Хватит, напомыкали! Кончилась чехарда, вот вам ориентир, новый порядок впредь…
Он проверяет прочность, ломая колючий коралл. Вырастили цветочки, но долго ли им цвести? Посланцы хаоса – тоже сознания интервал, энтропийцы – пьяницы. Созданного не спасти, но остается ключ наработанный, впечатанный путь, запись хода движения, кристаллический алгоритм, схема, набросок углем. В следующий раз не забудь, как проявляется совесть на теле, когда горит.

Сосновая песенка

На сосновой горе в декабре, в январе раскатаю белый ковер, до весны на ветру сберегу, соберу иглы, шишки, шаги и простор. Семена для щеглов, желтым – в снежный покров, ветер бросит узором в канву. Обещанье тепла для меня, для щегла — чистый цвет, яркий свет, тихий звук. А колючей сосне по душе колкий снег, говорю о свирепости зим — все глядит на восток, где мороз так жесток, и не верит рассказам моим.

Фараон

Сыты мы и размножились. Благодарим… Отпусти нас, египетский царь! Потому что не можем фигурам твоим приношения класть на алтарь. Не пытайся удерживать нас – не к добру, не помогут ни плеть, ни замок. Мы уйдем, как уходит волна из-под рук, как уходит песок из-под ног. Ваши боги могучи и нравятся вам, ты ведь тоже один из богов, но услышал во сне праотец Авраам непререкаемый зов. Многолико-единственно имя Творца, как любой человек – Человек, но не станет просить у птицы лица тот, кто создал мгновенье и век!
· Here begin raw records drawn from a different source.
//! The control loop that ties vision, recognition and planning together.

pub mod config;
pub mod runner;
pub mod state;

pub use config::{get_config, init_config, AgentConfig, EvaluationMode};
pub use runner::run_agent;
pub use state::{AgentContext, TickOutcome, TickSnapshot};
//! Default move evaluator.
//!
//! Monte Carlo mode plays random games from each first move and prefers moves
//! whose rollouts both score well and survive long. Greedy mode takes the move
//! with the largest immediate merge score.

use rand::rngs::StdRng;
use rand::{Rng, SeedableRng};

use super::board::{simulate_scored, Board, Move};
use super::planner::Evaluator;
use crate::agent::config::{EvaluationMode, EvaluatorConfig};

pub struct MonteCarloEvaluator<R: Rng = StdRng> {
    config: EvaluatorConfig,
    rng: R,
}

impl MonteCarloEvaluator<StdRng> {
    /// Seeds from the config, or from OS entropy when no seed is set.
    pub fn from_config(config: &EvaluatorConfig) -> Self {
        let rng = match config.seed {
            Some(seed) => StdRng::seed_from_u64(seed),
            None => StdRng::from_entropy(),
        };
        Self::with_rng(config.clone(), rng)
    }
}

impl<R: Rng> MonteCarloEvaluator<R> {
    pub fn with_rng(config: EvaluatorConfig, rng: R) -> Self {
        Self { config, rng }
    }

    fn monte_carlo(&mut self, board: &Board) -> Move {
        if board.is_game_over() {
            return Move::None;
        }

        let mut scores = [0u64; 4];
        let mut steps = [0u64; 4];
        let mut runs = [0u64; 4];

        for _ in 0..self.config.simulations {
            let first = self.rng.gen_range(0..4);
            let (after, score) = simulate_scored(board, Move::SLIDES[first]);
            if after == *board {
                continue;
            }
            scores[first] += score as u64;

            let mut state = after.with_random_tile(&mut self.rng);
            while !state.is_game_over() {
                steps[first] += 1;
                let mv = Move::SLIDES[self.rng.gen_range(0..4)];
                let (next, score) = simulate_scored(&state, mv);
                scores[first] += score as u64;
                if next != state {
                    state = next.with_random_tile(&mut self.rng);
                }
            }
            runs[first] += 1;
        }

        let average = |totals: &[u64; 4]| -> [f64; 4] {
            std::array::from_fn(|i| {
                if runs[i] == 0 {
                    0.0
                } else {
                    totals[i] as f64 / runs[i] as f64
                }
            })
        };
        let avg_scores = average(&scores);
        let avg_steps = average(&steps);
        let score_total: f64 = avg_scores.iter().sum();
        let steps_total: f64 = avg_steps.iter().sum();

        let normalized = |value: f64, total: f64| if total > 0.0 { value / total } else { 0.0 };

        let mut best: Option<(Move, f64)> = None;
        for i in 0..4 {
            if runs[i] == 0 {
                continue;
            }
            let rating = normalized(avg_scores[i], score_total) * self.config.score_weight as f64
                + normalized(avg_steps[i], steps_total) * self.config.steps_weight as f64;
            if best.is_none_or(|(_, r)| rating > r) {
                best = Some((Move::SLIDES[i], rating));
            }
        }

        // Too few simulations to sample a legal move
        best.map(|(mv, _)| mv).unwrap_or_else(|| greedy(board))
    }
}

impl<R: Rng> Evaluator for MonteCarloEvaluator<R> {
    fn evaluate(&mut self, board: &Board, mode: EvaluationMode) -> Move {
        match mode {
            EvaluationMode::Auto | EvaluationMode::MonteCarlo => self.monte_carlo(board),
            EvaluationMode::Greedy => greedy(board),
        }
    }
}

/// The board-changing move with the best (merge score, empty cells), or `None`.
pub fn greedy(board: &Board) -> Move {
    let mut best: Option<(Move, (u32, usize))> = None;
    for mv in Move::SLIDES {
        let (after, score) = simulate_scored(board, mv);
        if after == *board {
            continue;
        }
        let key = (score, after.count_empty());
        if best.is_none_or(|(_, k)| key > k) {
            best = Some((mv, key));
        }
    }
    best.map(|(mv, _)| mv).unwrap_or(Move::None)
}
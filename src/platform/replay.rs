//! Offline backend: recorded frames in, logged input out.

use anyhow::{anyhow, Context, Result};
use image::RgbaImage;
use std::fs;
use std::path::{Path, PathBuf};

use super::{crop_to_region, FrameSource, InputSink};
use crate::game::Move;
use crate::vision::BoundingRect;

/// Plays back PNG screenshots from a directory in file-name order.
pub struct ReplaySource {
    frames: Vec<PathBuf>,
    next: usize,
}

impl ReplaySource {
    pub fn open(dir: &Path) -> Result<Self> {
        if !dir.is_dir() {
            return Err(anyhow!("Replay directory not found: {}", dir.display()));
        }

        let mut frames: Vec<PathBuf> = fs::read_dir(dir)
            .with_context(|| format!("Failed to read {}", dir.display()))?
            .filter_map(|entry| entry.ok().map(|e| e.path()))
            .filter(|path| {
                path.extension()
                    .and_then(|ext| ext.to_str())
                    .is_some_and(|ext| ext.eq_ignore_ascii_case("png"))
            })
            .collect();
        frames.sort();

        crate::log(&format!(
            "Replaying {} frames from {}",
            frames.len(),
            dir.display()
        ));
        Ok(Self { frames, next: 0 })
    }

    pub fn len(&self) -> usize {
        self.frames.len()
    }

    pub fn is_empty(&self) -> bool {
        self.frames.is_empty()
    }
}

impl FrameSource for ReplaySource {
    fn capture(&mut self, region: Option<BoundingRect>) -> Result<Option<RgbaImage>> {
        let Some(path) = self.frames.get(self.next) else {
            return Ok(None);
        };
        self.next += 1;

        let frame = image::open(path)
            .with_context(|| format!("Failed to load frame {}", path.display()))?
            .to_rgba8();
        Ok(Some(crop_to_region(frame, region)))
    }
}

/// An input action recorded by `LoggingInput`.
#[derive(Clone, Copy, Debug, PartialEq, Eq)]
pub enum InputAction {
    Focus { x: i32, y: i32 },
    Press(Move),
}

/// Records and logs input instead of sending it.
#[derive(Debug, Default)]
pub struct LoggingInput {
    pub actions: Vec<InputAction>,
}

impl InputSink for LoggingInput {
    fn focus(&mut self, x: i32, y: i32) -> Result<()> {
        crate::log(&format!("[dry run] click at ({}, {})", x, y));
        self.actions.push(InputAction::Focus { x, y });
        Ok(())
    }

    fn press(&mut self, mv: Move) -> Result<()> {
        crate::log(&format!("[dry run] press {}", mv));
        self.actions.push(InputAction::Press(mv));
        Ok(())
    }
}
//! Configuration types for the agent.
//!
//! Loads settings from config.json at startup. Every detection threshold,
//! crop fraction and polling delay lives here so each stage can be tuned and
//! tested on its own.

use anyhow::{bail, Context, Result};
use serde::{Deserialize, Serialize};
use std::fs;
use std::path::Path;
use std::sync::OnceLock;

/// Global configuration instance, initialized once at startup.
static CONFIG: OnceLock<AgentConfig> = OnceLock::new();

/// Thresholds for finding the playing field in a full frame.
#[derive(Clone, Debug, Serialize, Deserialize)]
#[serde(default)]
pub struct LocatorConfig {
    /// Lower hysteresis threshold of the edge detector
    pub canny_low: f32,
    /// Upper hysteresis threshold of the edge detector
    pub canny_high: f32,
    /// Maximum deviation of width/height from 1.0
    pub aspect_epsilon: f32,
    /// Minimum contour area (px²) of a field candidate
    pub min_area: f32,
    /// Maximum number of links in a candidate's first-child sibling chain
    pub max_child_links: usize,
    /// Total padding (px) added around the reported field rectangle
    pub padding: i32,
}

impl Default for LocatorConfig {
    fn default() -> Self {
        Self {
            canny_low: 60.0,
            canny_high: 180.0,
            aspect_epsilon: 0.01,
            min_area: 500.0,
            max_child_links: 16,
            padding: 10,
        }
    }
}

/// Thresholds for cutting the field into tiles.
#[derive(Clone, Debug, Serialize, Deserialize)]
#[serde(default)]
pub struct SegmenterConfig {
    /// Fraction of the field trimmed from every side before edge detection
    pub border_crop: f32,
    pub canny_low: f32,
    pub canny_high: f32,
    /// Maximum relative difference between a tile box and the largest box
    pub area_tolerance: f32,
    /// Coordinate bucket (px) used when sorting tiles into rows and columns
    pub bucket_tolerance: u32,
    /// Fraction of each tile box removed to exclude cell borders
    pub cell_crop: f32,
    /// Horizontal recentering bias (px) applied after the cell crop
    pub x_bias: i32,
    /// Vertical recentering bias (px) applied after the cell crop
    pub y_bias: i32,
    /// Number of tiles a valid field must produce
    pub tile_count: usize,
    /// Tiles whose gray standard deviation is below this are blank
    pub blank_std_dev: f32,
    /// Binarized tiles brighter than this on average get inverted
    pub invert_threshold: f32,
    /// Integer upscale factor applied to every tile
    pub scale_factor: u32,
}

impl Default for SegmenterConfig {
    fn default() -> Self {
        Self {
            border_crop: 0.02,
            canny_low: 60.0,
            canny_high: 180.0,
            area_tolerance: 0.15,
            bucket_tolerance: 5,
            cell_crop: 0.20,
            x_bias: 0,
            y_bias: -1,
            tile_count: 16,
            blank_std_dev: 8.0,
            invert_threshold: 128.0,
            scale_factor: 3,
        }
    }
}

/// Template geometry and matching parameters.
#[derive(Clone, Debug, Serialize, Deserialize)]
#[serde(default)]
pub struct RecognizerConfig {
    /// Canonical template width (px)
    pub template_width: u32,
    /// Canonical template height (px)
    pub template_height: u32,
    /// Exponent applied to projection differences
    pub loss_power: i32,
    /// Glyph boxes smaller than this (px²) are treated as noise
    pub min_glyph_area: u32,
}

impl Default for RecognizerConfig {
    fn default() -> Self {
        Self {
            template_width: 24,
            template_height: 32,
            loss_power: 2,
            min_glyph_area: 12,
        }
    }
}

/// Which policy the evaluator applies.
#[derive(Clone, Copy, Debug, Default, PartialEq, Eq, Serialize, Deserialize)]
#[serde(rename_all = "snake_case")]
pub enum EvaluationMode {
    #[default]
    Auto,
    MonteCarlo,
    Greedy,
}

/// Parameters of the bundled move evaluator.
#[derive(Clone, Debug, Serialize, Deserialize)]
#[serde(default)]
pub struct EvaluatorConfig {
    pub mode: EvaluationMode,
    /// Number of random rollouts per decision
    pub simulations: usize,
    /// Weight of the normalized average merge score
    pub score_weight: f32,
    /// Weight of the normalized average rollout length
    pub steps_weight: f32,
    /// Fixed RNG seed; a random seed is drawn when absent
    pub seed: Option<u64>,
}

impl Default for EvaluatorConfig {
    fn default() -> Self {
        Self {
            mode: EvaluationMode::Auto,
            simulations: 2000,
            score_weight: 0.5,
            steps_weight: 2.0,
            seed: None,
        }
    }
}

/// Polling cadence of the control loop.
#[derive(Clone, Debug, Serialize, Deserialize)]
#[serde(default)]
pub struct TimingConfig {
    /// Delay after a fully successful tick (milliseconds)
    pub active_delay_ms: u64,
    /// Delay after a tick that failed to locate, segment or recognize (milliseconds)
    pub passive_delay_ms: u64,
    /// Delay between focusing the window and pressing a key (milliseconds)
    pub focus_delay_ms: u64,
}

impl Default for TimingConfig {
    fn default() -> Self {
        Self {
            active_delay_ms: 500,
            passive_delay_ms: 1500,
            focus_delay_ms: 50,
        }
    }
}

/// Complete agent configuration.
#[derive(Clone, Debug, Default, Serialize, Deserialize)]
#[serde(default)]
pub struct AgentConfig {
    pub locator: LocatorConfig,
    pub segmenter: SegmenterConfig,
    pub recognizer: RecognizerConfig,
    pub evaluator: EvaluatorConfig,
    pub timing: TimingConfig,
}

impl AgentConfig {
    /// Reads, parses and validates a configuration file.
    pub fn load_from(path: &Path) -> Result<Self> {
        let contents = fs::read_to_string(path)
            .with_context(|| format!("Failed to read {}", path.display()))?;
        let config: Self = serde_json::from_str(&contents)
            .with_context(|| format!("Failed to parse {}", path.display()))?;
        config
            .validate()
            .with_context(|| format!("Invalid settings in {}", path.display()))?;
        Ok(config)
    }

    /// Rejects values that would make template matching divide by zero.
    pub fn validate(&self) -> Result<()> {
        let recognizer = &self.recognizer;
        if recognizer.loss_power < 1 {
            bail!("recognizer.loss_power must be at least 1, got {}", recognizer.loss_power);
        }
        if recognizer.template_width == 0 || recognizer.template_height == 0 {
            bail!(
                "recognizer template size must be nonzero, got {}x{}",
                recognizer.template_width,
                recognizer.template_height
            );
        }
        Ok(())
    }
}

/// Loads configuration from config.json or returns defaults.
/// Looks for config.json in the same directory as the executable.
fn load_config() -> AgentConfig {
    let config_path = crate::paths::get_config_path();

    crate::log(&format!("Looking for config at: {}", config_path.display()));

    if !config_path.exists() {
        crate::log("config.json not found. Using default config.");
        return AgentConfig::default();
    }

    match AgentConfig::load_from(&config_path) {
        Ok(config) => {
            crate::log("Config loaded from config.json");
            config
        }
        Err(e) => {
            crate::log(&format!("{:#}. Using defaults.", e));
            AgentConfig::default()
        }
    }
}

/// Initializes the global configuration. Call once at startup.
pub fn init_config() {
    let _ = CONFIG.set(load_config());
}

/// Returns a reference to the global configuration, loading it on first use.
pub fn get_config() -> &'static AgentConfig {
    CONFIG.get_or_init(load_config)
}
Потому и не верим мы вашим богам, и не зря небесный наш Царь, как на чашу весов, бросил к нашим ногам и тебя, и богов, и алтарь. Книгу мертвых забудет скрижаль пирамид, только книге иной суждено узаконить навеки твой нынешний вид: Фараон, Пошедший на Дно. Волны моря сомкнулись – и мы спасены. Ты не бог и ты – побежден. Будто волны, велению неба верны, мы мгновенье и век переждем.

Сон

Сложносочиненный, многосоставной сон мой неучтенный — будто не со мной. Там в степных колодцах разная вода, на лесных болотцах мгла из-подо льда. Падаешь, боишься, побеждаешь, ждешь, прячешь за бойницей нетерпенья дрожь. Легкие страданья, лепет на устах… Параллельно знанью подноготный страх. Сам себя обманешь, от судьбы уйдешь, рано утром встанешь — слова не поймешь.

«Давно усталых рыб замыслил я побег…»

Давно усталых рыб замыслил я побег из океана вверх, от широты к истокам, от вольности шальной на истощенный брег раздаривать тела медведям и сорокам. Сквозь пену дней – туда, где в пене скрыта цель, отборные вой ска выводит Афродита на выход, на покой – в кипящую постель. Молоки ждет икра – и племя плодовито. Жизнь более чем смерть ведет их погибать, а думаю-то я – и значит, я причастен к стремлению продолжить генную печать, обязанности сдав дежурного по части. По части перемен, движения времен уже я не могу командовать разводом, как рядовой лосось: крючок-кукан-безмен — вытягиваюсь вслед по струнке беспородной.